Morning Coffee: Goldman Sachs tried too hard to be kind to its employees. The unfortunate skill that creates great team players
Banks have long been known for overreacting when it comes to hiring and to firing. Their over exuberance on the way up is matched only by their over exuberance on the way down, and once one bank begins dramatically flexing its headcount, the rest will usually follow.
Goldman Sachs has spent the past five years in a giddy swoon of hiring. In the five years from the end of 2017 to the end of 2022, headcount at the firm went from 33,600 to 48,500, an increase of 44%. That came to an end with the 3,200 job cuts Goldman made last month, and it now seems that the firm has some regrets: it should have cut sooner.
“As the environment was growing more complicated in Q2 of last year, every bone in my body believed we should be much more aggressive in slowing hiring and reducing headcount,” Goldman Sachs CEO David Solomon informed the firm's 4,000 partners at their meeting in Miami last week according to the Financial Times.
The bank isn't commenting, but Solomon seems to have been remarkably successful at suppressing his presentiment of doom: between the end of Q1 2022 and December, Goldman added another 4,800 people.
Around 1,000 of those employees came from Greensky, the digital lending firm that Goldman acquired at the end of March. Others appear to have been the product of organic growth. As the presentiment shook his bones in April last year, Solomon said he was confident that investment banking fees would come back soon because it didn't "take a year for people's mindset around the reality of markets to reset. It's more something that happens real time over months or quarters." In July, CFO Dennis Coleman said the firm had decided to "slow hiring velocity" and Solomon said that while the business environment might get worse, it might also get better. But in any case, Solomon said the decline in investment banking revenues since 2021 wasn't the issue - 2021 was an outlier, and it was the average of the previous seven years that was relevant, and he averred that some sort of normalization to that baseline was surely coming soon.

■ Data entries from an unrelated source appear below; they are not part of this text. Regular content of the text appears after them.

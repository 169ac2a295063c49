use crate::panels::ChartPanel;
use crate::{JobStatus, PromptId, RequestId};

#[derive(Debug, Clone, Copy, PartialEq, Eq)]
pub enum PromptAnswer {
    Yes,
    No,
}

#[derive(Debug, Clone, PartialEq, Eq)]
pub enum Msg {
    /// A dashboard page was shown with this breadcrumb trail and chart panels.
    PageOpened {
        breadcrumb: Vec<String>,
        panels: Vec<ChartPanel>,
    },
    /// The user left the page; all polling stops.
    NavigatedAway,
    /// The repeating poll timer ticked.
    TimerFired,
    /// The schedule endpoint answered with a decodable body.
    ScheduleReceived {
        request_id: RequestId,
        status: JobStatus,
    },
    /// Transport failure, non-2xx status or undecodable body.
    ScheduleFailed {
        request_id: RequestId,
        reason: String,
    },
    /// User answered the "reload the view?" prompt.
    PromptAnswered(PromptAnswer),
    /// The prompt timed out on screen.
    PromptExpired { prompt_id: PromptId },
    /// User switched to another chart panel.
    PanelActivated { id: String },
    /// A panel finished rendering and reported whether it has data to show.
    PanelDataChanged { id: String, has_data: bool },
}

Solomon's slowness to cut costs might therefore be seen as the product of optimism. But it could also be down to a lingering faithfulness to the firm's existing strategy and its existing staff. During the same July call, Solomon said the firm was there for the "journey" with the loss-making retail unit. And in October, Coleman declared that there was a lot of talent both inside of Goldman Sachs, that needed to be kept, and outside of Goldman Sachs that could be added to strengthen the team. Having already added thousands of staff, it might therefore be considered that Goldman fell foul of the sunk cost fallacy - or simply that it wanted to keep its existing people happy.
Now that Solomon has decided to abandon this stance, the question is how quickly and to what extent other banks will follow. The question is also whether Goldman will cut again: even after the 3,200 cuts already made, the firm still has more people than it did when Solomon's bones told him to reduce headcount last year.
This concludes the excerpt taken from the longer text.